Later Wednesday, the McGill Fellows will attend the McGill Lecture, which will be presented by Kathy Gannon, special regional correspondent for Afghanistan and Pakistan for The Associated Press. She is the recipient of the 2015 McGill Medal for Journalistic Courage. The Lecture will be held at 4 p.m. in Room 148 of the Miller Learning Center.
Following the symposium, the McGill Fellows will help select the eighth recipient of the McGill Medal, awarded annually to a U.S. journalist whose career has exemplified journalistic courage.
Finally, the McGill Fellows will have first priority to enroll in a one-hour, independent study on journalistic courage, to be taught by Murray next spring.
This is the ninth class of McGill Fellows.
Joining Murray on the selection committee were Grady faculty Valerie Boyd, John Greenman, Keith Herndon, Janice Hume, Mark Johnson, Vicki Michaelis, Chris Shumway and Patricia Thomas.

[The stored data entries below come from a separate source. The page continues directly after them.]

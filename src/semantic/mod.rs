// src/semantic/mod.rs
//! # Semantic Overlay
//! Optional refinement of deterministic scores by an external text-analysis
//! service.
//!
//! 1. Batch: top-N impacts by |impact_score| (ties: newer first, then id).
//! 2. Send a compact JSON description through a [`client::SemanticClient`].
//! 3. Parse the reply strictly. Judgments for unknown ids and references to
//!    ids outside the batch are dropped; out-of-range numbers reject the
//!    whole reply.
//! 4. Aggregate the non-duplicate judgments into a signal in [-1, 1].
//!
//! Every failure is a [`DegradeReason`]; callers fall back to the
//! deterministic forecast.

pub mod client;

use std::cmp::Ordering;
use std::collections::{BTreeSet, HashSet};
use std::time::Duration;

use metrics::{counter, describe_counter};
use once_cell::sync::OnceCell;
use serde::{Deserialize, Serialize};

use crate::analyze::impact::{Direction, ImpactRecord};
use crate::config::SemanticConfig;
use crate::ingest::types::EventSource;
use crate::semantic::client::SemanticClient;
use crate::store::KeyValueStore;

pub use crate::semantic::client::{
    build_client, CachingClient, DisabledClient, DynSemanticClient, MockClient, OpenAiClient,
    StaticClient,
};

const TITLE_CHARS: usize = 200;

fn ensure_metrics_described() {
    static ONCE: OnceCell<()> = OnceCell::new();
    ONCE.get_or_init(|| {
        describe_counter!(
            "semantic_degraded_total",
            "Semantic overlay calls that fell back to deterministic scores, by reason."
        );
        describe_counter!("semantic_applied_total", "Semantic aggregates used in a forecast.");
    });
}

#[derive(Debug, Clone, PartialEq, Eq, thiserror::Error)]
pub enum DegradeReason {
    #[error("semantic overlay disabled")]
    Disabled,
    #[error("no scored events to analyze")]
    EmptyBatch,
    #[error("transport failure: {0}")]
    Transport(String),
    #[error("semantic call timed out")]
    Timeout,
    #[error("malformed semantic response: {0}")]
    Malformed(String),
    #[error("daily semantic call limit reached")]
    RateLimited,
}

impl DegradeReason {
    pub fn label(&self) -> &'static str {
        match self {
            DegradeReason::Disabled => "disabled",
            DegradeReason::EmptyBatch => "empty_batch",
            DegradeReason::Transport(_) => "transport",
            DegradeReason::Timeout => "timeout",
            DegradeReason::Malformed(_) => "malformed",
            DegradeReason::RateLimited => "rate_limited",
        }
    }

    /// An empty batch is the normal state for a quiet subject.
    pub fn is_warning(&self) -> bool {
        !matches!(self, DegradeReason::EmptyBatch)
    }
}

#[derive(Debug, Clone, PartialEq, Serialize, Deserialize)]
pub struct SemanticBatchItem {
    pub id: String,
    pub provider: EventSource,
    pub published_at_ms: i64,
    pub title: String,
    pub direction: Direction,
    pub impact: f64,
    #[serde(skip_serializing_if = "Option::is_none")]
    pub relevance: Option<f64>,
}

#[derive(Debug, Clone, PartialEq, Serialize, Deserialize)]
pub struct SemanticBatch {
    pub subject: String,
    pub items: Vec<SemanticBatchItem>,
}

#[derive(Debug, Clone, Copy, PartialEq, Eq, Serialize, Deserialize)]
#[serde(rename_all = "lowercase")]
pub enum JudgedDirection {
    Up,
    Down,
    Flat,
}

impl JudgedDirection {
    fn sign(self) -> f64 {
        match self {
            JudgedDirection::Up => 1.0,
            JudgedDirection::Down => -1.0,
            JudgedDirection::Flat => 0.0,
        }
    }
}

/// One validated per-event judgment.
#[derive(Debug, Clone, PartialEq, Serialize, Deserialize)]
pub struct EventJudgment {
    pub id: String,
    pub direction: JudgedDirection,
    pub confidence: f64,
    pub relevance: f64,
    pub hype_score: f64,
    pub reliability: f64,
    pub duplicate_of: Option<String>,
    pub conflicts_with: Vec<String>,
    pub evidence: String,
}

#[derive(Debug, Deserialize)]
#[serde(deny_unknown_fields)]
struct WireReply {
    events: Vec<WireJudgment>,
}

#[derive(Debug, Deserialize)]
struct WireJudgment {
    id: String,
    direction: JudgedDirection,
    confidence: f64,
    #[serde(default = "one")]
    relevance: f64,
    #[serde(default, alias = "hypeScore")]
    hype_score: f64,
    #[serde(default = "one")]
    reliability: f64,
    #[serde(default, alias = "duplicateOf")]
    duplicate_of: Option<String>,
    #[serde(default, alias = "conflictsWith")]
    conflicts_with: Vec<String>,
    #[serde(default)]
    evidence: String,
}

fn one() -> f64 {
    1.0
}

#[derive(Debug, Clone, PartialEq, Serialize, Deserialize)]
pub struct SemanticAggregate {
    /// Weighted direction of non-duplicate judgments, in [-1, 1].
    pub signal: f64,
    pub used: usize,
    pub duplicates_excluded: usize,
    /// Distinct unordered conflict pairs inside the batch.
    pub conflicts: usize,
    pub judgments: Vec<EventJudgment>,
}

/// Top `n` scored impacts by |impact_score|; records without a score are
/// never sent.
pub fn select_batch(impacts: &[ImpactRecord], n: usize) -> Vec<&ImpactRecord> {
    let mut scored: Vec<&ImpactRecord> = impacts
        .iter()
        .filter(|r| r.impact_score.is_some_and(f64::is_finite))
        .collect();
    scored.sort_by(|a, b| {
        let ia = a.impact_score.map_or(0.0, f64::abs);
        let ib = b.impact_score.map_or(0.0, f64::abs);
        ib.partial_cmp(&ia)
            .unwrap_or(Ordering::Equal)
            .then_with(|| b.event_time_ms.cmp(&a.event_time_ms))
            .then_with(|| a.event_id.cmp(&b.event_id))
    });
    // One entry per event id; the same event may be scored for several providers.
    let mut seen = HashSet::new();
    scored.retain(|r| seen.insert(r.event_id.clone()));
    scored.truncate(n);
    scored
}

/// Strict parse of a reply against the ids that were sent.
pub fn parse_reply(raw: &str, batch_ids: &HashSet<String>) -> Result<Vec<EventJudgment>, DegradeReason> {
    let reply: WireReply =
        serde_json::from_str(raw.trim()).map_err(|e| DegradeReason::Malformed(e.to_string()))?;

    let mut out = Vec::with_capacity(reply.events.len());
    let mut seen = HashSet::new();
    for w in reply.events {
        for (name, v) in [
            ("confidence", w.confidence),
            ("relevance", w.relevance),
            ("hype_score", w.hype_score),
            ("reliability", w.reliability),
        ] {
            if !(0.0..=1.0).contains(&v) {
                return Err(DegradeReason::Malformed(format!(
                    "{name}={v} out of [0, 1] for `{}`",
                    w.id
                )));
            }
        }
        if !batch_ids.contains(&w.id) || !seen.insert(w.id.clone()) {
            continue;
        }
        let duplicate_of = w
            .duplicate_of
            .filter(|d| *d != w.id && batch_ids.contains(d));
        let conflicts_with: Vec<String> = w
            .conflicts_with
            .into_iter()
            .filter(|c| *c != w.id && batch_ids.contains(c))
            .collect::<BTreeSet<_>>()
            .into_iter()
            .collect();
        out.push(EventJudgment {
            id: w.id,
            direction: w.direction,
            confidence: w.confidence,
            relevance: w.relevance,
            hype_score: w.hype_score,
            reliability: w.reliability,
            duplicate_of,
            conflicts_with,
            evidence: w.evidence,
        });
    }
    Ok(out)
}

/// Judgments marked as duplicates are excluded. `Malformed` when nothing
/// usable remains.
pub fn aggregate_judgments(judgments: Vec<EventJudgment>) -> Result<SemanticAggregate, DegradeReason> {
    let mut num = 0.0;
    let mut den = 0.0;
    let mut used = 0usize;
    let mut duplicates = 0usize;
    let mut pairs: HashSet<(String, String)> = HashSet::new();

    for j in &judgments {
        for c in &j.conflicts_with {
            let pair = if j.id < *c {
                (j.id.clone(), c.clone())
            } else {
                (c.clone(), j.id.clone())
            };
            pairs.insert(pair);
        }
        if j.duplicate_of.is_some() {
            duplicates += 1;
            continue;
        }
        let w = j.relevance * j.reliability * (1.0 - 0.5 * j.hype_score);
        if w <= 0.0 {
            continue;
        }
        num += j.direction.sign() * j.confidence * w;
        den += w;
        used += 1;
    }

    if den <= 0.0 {
        return Err(DegradeReason::Malformed("no usable judgments".into()));
    }
    Ok(SemanticAggregate {
        signal: (num / den).clamp(-1.0, 1.0),
        used,
        duplicates_excluded: duplicates,
        conflicts: pairs.len(),
        judgments,
    })
}

fn truncate_chars(s: &str, n: usize) -> String {
    s.chars().take(n).collect()
}

/// Full overlay round trip. Never fails the caller: the error side is the
/// reason to record while falling back.
pub async fn refine(
    client: &dyn SemanticClient,
    store: &dyn KeyValueStore,
    impacts: &[ImpactRecord],
    subject_name: &str,
    cfg: &SemanticConfig,
) -> Result<SemanticAggregate, DegradeReason> {
    ensure_metrics_described();
    let out = refine_inner(client, store, impacts, subject_name, cfg).await;
    match &out {
        Ok(agg) => {
            counter!("semantic_applied_total").increment(1);
            tracing::debug!(
                target: "semantic",
                client = client.name(),
                used = agg.used,
                duplicates = agg.duplicates_excluded,
                conflicts = agg.conflicts,
                signal = agg.signal,
                "semantic aggregate ready"
            );
        }
        Err(reason) => {
            counter!("semantic_degraded_total", "reason" => reason.label()).increment(1);
            if reason.is_warning() {
                tracing::warn!(target: "semantic", client = client.name(), %reason, "semantic overlay degraded");
            }
        }
    }
    out
}

async fn refine_inner(
    client: &dyn SemanticClient,
    store: &dyn KeyValueStore,
    impacts: &[ImpactRecord],
    subject_name: &str,
    cfg: &SemanticConfig,
) -> Result<SemanticAggregate, DegradeReason> {
    let selected = select_batch(impacts, cfg.batch_size);
    if selected.is_empty() {
        return Err(DegradeReason::EmptyBatch);
    }

    let mut items = Vec::with_capacity(selected.len());
    for r in selected {
        // A missing title only weakens the prompt.
        let title = crate::store::get_event(store, r.provider, &r.event_id)
            .await
            .ok()
            .flatten()
            .map(|e| truncate_chars(&e.title, TITLE_CHARS))
            .unwrap_or_default();
        items.push(SemanticBatchItem {
            id: r.event_id.clone(),
            provider: r.provider,
            published_at_ms: r.event_time_ms,
            title,
            direction: r.direction,
            impact: r.impact_score.unwrap_or(0.0),
            relevance: r.relevance_score,
        });
    }
    let batch = SemanticBatch {
        subject: subject_name.to_string(),
        items,
    };
    let ids: HashSet<String> = batch.items.iter().map(|i| i.id.clone()).collect();

    let timeout = Duration::from_secs(cfg.timeout_secs.max(1));
    let raw = tokio::time::timeout(timeout, client.analyze(&batch))
        .await
        .map_err(|_| DegradeReason::Timeout)??;

    let judgments = parse_reply(&raw, &ids)?;
    aggregate_judgments(judgments)
}
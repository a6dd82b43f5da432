// src/semantic/client.rs
//! Semantic client adapters: disabled, mock/static, OpenAI, plus a caching
//! wrapper with a persisted per-day call limit.

use std::fs;
use std::io;
use std::path::{Path, PathBuf};
use std::sync::atomic::{AtomicUsize, Ordering};
use std::sync::{Arc, Mutex};
use std::time::Duration;

use async_trait::async_trait;
use serde::{Deserialize, Serialize};
use sha2::{Digest, Sha256};

use crate::analyze::impact::Direction;
use crate::config::SemanticConfig;
use crate::semantic::{DegradeReason, SemanticBatch};

/// Sends one batch and returns the raw JSON text of the reply. Parsing and
/// validation happen in the caller.
#[async_trait]
pub trait SemanticClient: Send + Sync {
    async fn analyze(&self, batch: &SemanticBatch) -> Result<String, DegradeReason>;
    fn name(&self) -> &'static str;
}

pub type DynSemanticClient = Arc<dyn SemanticClient>;

/// `SEMANTIC_TEST_MODE=mock` → [`MockClient`]; disabled or keyless →
/// [`DisabledClient`]; otherwise OpenAI behind [`CachingClient`].
pub fn build_client(cfg: &SemanticConfig) -> DynSemanticClient {
    if SemanticConfig::mock_mode() {
        tracing::info!(target: "semantic", "semantic overlay in mock mode");
        return Arc::new(MockClient);
    }
    if !cfg.enabled {
        return Arc::new(DisabledClient);
    }
    match cfg.provider.to_ascii_lowercase().as_str() {
        "openai" => {
            let Some(key) = cfg.resolve_api_key() else {
                tracing::warn!(target: "semantic", "semantic overlay enabled but no API key; disabling");
                return Arc::new(DisabledClient);
            };
            match OpenAiClient::new(key, &cfg.model, Duration::from_secs(cfg.timeout_secs)) {
                Ok(c) => Arc::new(CachingClient::new(c, cfg.cache_dir.clone(), cfg.daily_limit)),
                Err(e) => {
                    tracing::warn!(target: "semantic", error = %e, "building OpenAI client failed; disabling");
                    Arc::new(DisabledClient)
                }
            }
        }
        other => {
            tracing::warn!(target: "semantic", provider = other, "unsupported semantic provider; disabling");
            Arc::new(DisabledClient)
        }
    }
}

pub struct DisabledClient;

#[async_trait]
impl SemanticClient for DisabledClient {
    async fn analyze(&self, _batch: &SemanticBatch) -> Result<String, DegradeReason> {
        Err(DegradeReason::Disabled)
    }
    fn name(&self) -> &'static str {
        "disabled"
    }
}

/// Deterministic local stand-in: echoes each item's own direction with
/// medium confidence and marks nothing as duplicate.
pub struct MockClient;

#[async_trait]
impl SemanticClient for MockClient {
    async fn analyze(&self, batch: &SemanticBatch) -> Result<String, DegradeReason> {
        let events: Vec<serde_json::Value> = batch
            .items
            .iter()
            .map(|it| {
                let dir = match it.direction {
                    Direction::Up => "up",
                    Direction::Down => "down",
                    Direction::Flat | Direction::Insufficient => "flat",
                };
                serde_json::json!({
                    "id": it.id,
                    "direction": dir,
                    "confidence": 0.5,
                    "relevance": it.relevance.unwrap_or(1.0),
                    "hype_score": 0.0,
                    "reliability": 0.8,
                    "duplicate_of": null,
                    "conflicts_with": [],
                    "evidence": "mock"
                })
            })
            .collect();
        Ok(serde_json::json!({ "events": events }).to_string())
    }
    fn name(&self) -> &'static str {
        "mock"
    }
}

/// Replies with a fixed outcome and counts calls.
pub struct StaticClient {
    reply: Result<String, DegradeReason>,
    calls: AtomicUsize,
}

impl StaticClient {
    pub fn replying(body: impl Into<String>) -> Self {
        Self {
            reply: Ok(body.into()),
            calls: AtomicUsize::new(0),
        }
    }

    pub fn failing(reason: DegradeReason) -> Self {
        Self {
            reply: Err(reason),
            calls: AtomicUsize::new(0),
        }
    }

    pub fn calls(&self) -> usize {
        self.calls.load(Ordering::SeqCst)
    }
}

#[async_trait]
impl SemanticClient for StaticClient {
    async fn analyze(&self, _batch: &SemanticBatch) -> Result<String, DegradeReason> {
        self.calls.fetch_add(1, Ordering::SeqCst);
        self.reply.clone()
    }
    fn name(&self) -> &'static str {
        "static"
    }
}

/// OpenAI Chat Completions in JSON mode.
pub struct OpenAiClient {
    http: reqwest::Client,
    api_key: String,
    model: String,
}

const SYSTEM_PROMPT: &str = "You judge game-update and pro-player news for their effect on the \
price of one tradable item. For every input event return an object with: id (copied), \
direction (up|down|flat), confidence, relevance, hype_score, reliability (all 0..1), \
duplicate_of (id of an earlier input event reporting the same news, or null), \
conflicts_with (ids of input events that contradict it), evidence (one short sentence). \
Reply with JSON only: {\"events\": [...]}.";

impl OpenAiClient {
    pub fn new(api_key: String, model: &str, timeout: Duration) -> anyhow::Result<Self> {
        let http = reqwest::Client::builder()
            .user_agent(concat!("market-event-impact/", env!("CARGO_PKG_VERSION")))
            .connect_timeout(Duration::from_secs(4))
            .timeout(timeout)
            .build()?;
        Ok(Self {
            http,
            api_key,
            model: model.to_string(),
        })
    }
}

#[async_trait]
impl SemanticClient for OpenAiClient {
    async fn analyze(&self, batch: &SemanticBatch) -> Result<String, DegradeReason> {
        #[derive(Serialize)]
        struct Msg<'a> {
            role: &'a str,
            content: &'a str,
        }
        #[derive(Serialize)]
        struct ResponseFormat {
            r#type: &'static str,
        }
        #[derive(Serialize)]
        struct Req<'a> {
            model: &'a str,
            messages: Vec<Msg<'a>>,
            temperature: f32,
            response_format: ResponseFormat,
        }
        #[derive(Deserialize)]
        struct Resp {
            choices: Vec<Choice>,
        }
        #[derive(Deserialize)]
        struct Choice {
            message: ChoiceMsg,
        }
        #[derive(Deserialize)]
        struct ChoiceMsg {
            content: String,
        }

        let input = serde_json::to_string(batch)
            .map_err(|e| DegradeReason::Malformed(format!("encoding batch: {e}")))?;
        let req = Req {
            model: &self.model,
            messages: vec![
                Msg {
                    role: "system",
                    content: SYSTEM_PROMPT,
                },
                Msg {
                    role: "user",
                    content: &input,
                },
            ],
            temperature: 0.0,
            response_format: ResponseFormat {
                r#type: "json_object",
            },
        };

        let resp = self
            .http
            .post("https://api.openai.com/v1/chat/completions")
            .bearer_auth(&self.api_key)
            .json(&req)
            .send()
            .await
            .map_err(|e| {
                if e.is_timeout() {
                    DegradeReason::Timeout
                } else {
                    DegradeReason::Transport(e.to_string())
                }
            })?;

        let status = resp.status();
        if status == reqwest::StatusCode::TOO_MANY_REQUESTS {
            return Err(DegradeReason::RateLimited);
        }
        if !status.is_success() {
            return Err(DegradeReason::Transport(format!("http status {status}")));
        }
        let body: Resp = resp
            .json()
            .await
            .map_err(|e| DegradeReason::Malformed(format!("response envelope: {e}")))?;
        body.choices
            .into_iter()
            .next()
            .map(|c| c.message.content)
            .filter(|c| !c.trim().is_empty())
            .ok_or_else(|| DegradeReason::Malformed("empty completion".into()))
    }

    fn name(&self) -> &'static str {
        "openai"
    }
}

// ------------------------------------------------------------
// Caching wrapper (file cache + daily limit)
// ------------------------------------------------------------

pub struct CachingClient<C: SemanticClient> {
    inner: C,
    cache_dir: PathBuf,
    daily_limit: u32,
    counter: Mutex<DailyCounter>,
}

impl<C: SemanticClient> CachingClient<C> {
    pub fn new(inner: C, cache_dir: PathBuf, daily_limit: u32) -> Self {
        if let Err(e) = fs::create_dir_all(&cache_dir) {
            tracing::warn!(target: "semantic", dir = %cache_dir.display(), error = %e, "cache dir not created");
        }
        let counter = Mutex::new(load_daily_counter(&cache_dir).unwrap_or_default());
        Self {
            inner,
            cache_dir,
            daily_limit,
            counter,
        }
    }

    pub fn calls_today(&self) -> u32 {
        self.lock_counter().count
    }

    fn lock_counter(&self) -> std::sync::MutexGuard<'_, DailyCounter> {
        self.counter.lock().unwrap_or_else(|p| p.into_inner())
    }
}

#[async_trait]
impl<C: SemanticClient> SemanticClient for CachingClient<C> {
    async fn analyze(&self, batch: &SemanticBatch) -> Result<String, DegradeReason> {
        let key = cache_key(batch);
        if let Some(hit) = read_cache_file(&self.cache_dir, &key) {
            tracing::debug!(target: "semantic", key = %key, "semantic cache hit");
            return Ok(hit);
        }

        // Only real calls count against the limit. The slot is reserved
        // before the call and handed back if the call fails.
        let reserved_on = {
            let mut g = self.lock_counter();
            if g.is_expired() {
                g.reset_to_today();
            }
            if g.count >= self.daily_limit {
                return Err(DegradeReason::RateLimited);
            }
            g.count += 1;
            let _ = save_daily_counter(&self.cache_dir, &g);
            g.date.clone()
        };

        let fresh = match self.inner.analyze(batch).await {
            Ok(body) => body,
            Err(reason) => {
                let mut g = self.lock_counter();
                if g.date == reserved_on {
                    g.count = g.count.saturating_sub(1);
                    let _ = save_daily_counter(&self.cache_dir, &g);
                }
                return Err(reason);
            }
        };
        if let Err(e) = write_cache_file(&self.cache_dir, &key, &fresh) {
            tracing::warn!(target: "semantic", error = %e, "semantic cache write failed");
        }
        Ok(fresh)
    }

    fn name(&self) -> &'static str {
        self.inner.name()
    }
}

fn cache_key(batch: &SemanticBatch) -> String {
    let body = serde_json::to_vec(batch).unwrap_or_default();
    let digest = Sha256::digest(&body);
    digest.iter().take(16).map(|b| format!("{b:02x}")).collect()
}

fn cache_path(dir: &Path, key: &str) -> PathBuf {
    dir.join(format!("{key}.json"))
}

fn read_cache_file(dir: &Path, key: &str) -> Option<String> {
    fs::read_to_string(cache_path(dir, key)).ok()
}

fn write_atomic(path: &Path, body: &[u8]) -> io::Result<()> {
    let tmp = path.with_extension("json.tmp");
    fs::write(&tmp, body)?;
    fs::rename(tmp, path)
}

fn write_cache_file(dir: &Path, key: &str, body: &str) -> io::Result<()> {
    write_atomic(&cache_path(dir, key), body.as_bytes())
}

#[derive(Debug, Clone, Serialize, Deserialize)]
struct DailyCounter {
    date: String,
    count: u32,
}

impl Default for DailyCounter {
    fn default() -> Self {
        Self {
            date: today(),
            count: 0,
        }
    }
}

impl DailyCounter {
    fn is_expired(&self) -> bool {
        self.date != today()
    }
    fn reset_to_today(&mut self) {
        self.date = today();
        self.count = 0;
    }
}

fn today() -> String {
    chrono::Utc::now().date_naive().to_string()
}

fn counter_path(dir: &Path) -> PathBuf {
    dir.join("daily_count.json")
}

fn load_daily_counter(dir: &Path) -> io::Result<DailyCounter> {
    let s = fs::read_to_string(counter_path(dir))?;
    serde_json::from_str(&s).map_err(|e| io::Error::new(io::ErrorKind::InvalidData, e))
}

fn save_daily_counter(dir: &Path, dc: &DailyCounter) -> io::Result<()> {
    let s = serde_json::to_vec(dc).map_err(|e| io::Error::new(io::ErrorKind::InvalidData, e))?;
    write_atomic(&counter_path(dir), &s)
}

For more than 30 years, the McGill Lecture has brought significant figures in journalism to the University of Georgia to help us honor Ralph McGill’s courage as an editor.
McGill, while editor and publisher of The Atlanta Constitution, was regarded as the “conscience of the south,” using the newspaper’s editorial pages to challenge segregation in the 1950s and 1960s. McGill was awarded a Pulitzer Prize in 1958 for “long, courageous and effective leadership.”
Established in 1978, this University of Georgia annual lecture series addresses major issues impacting the American press.
The McGill Symposium is funded by the McGill Lecture Endowment.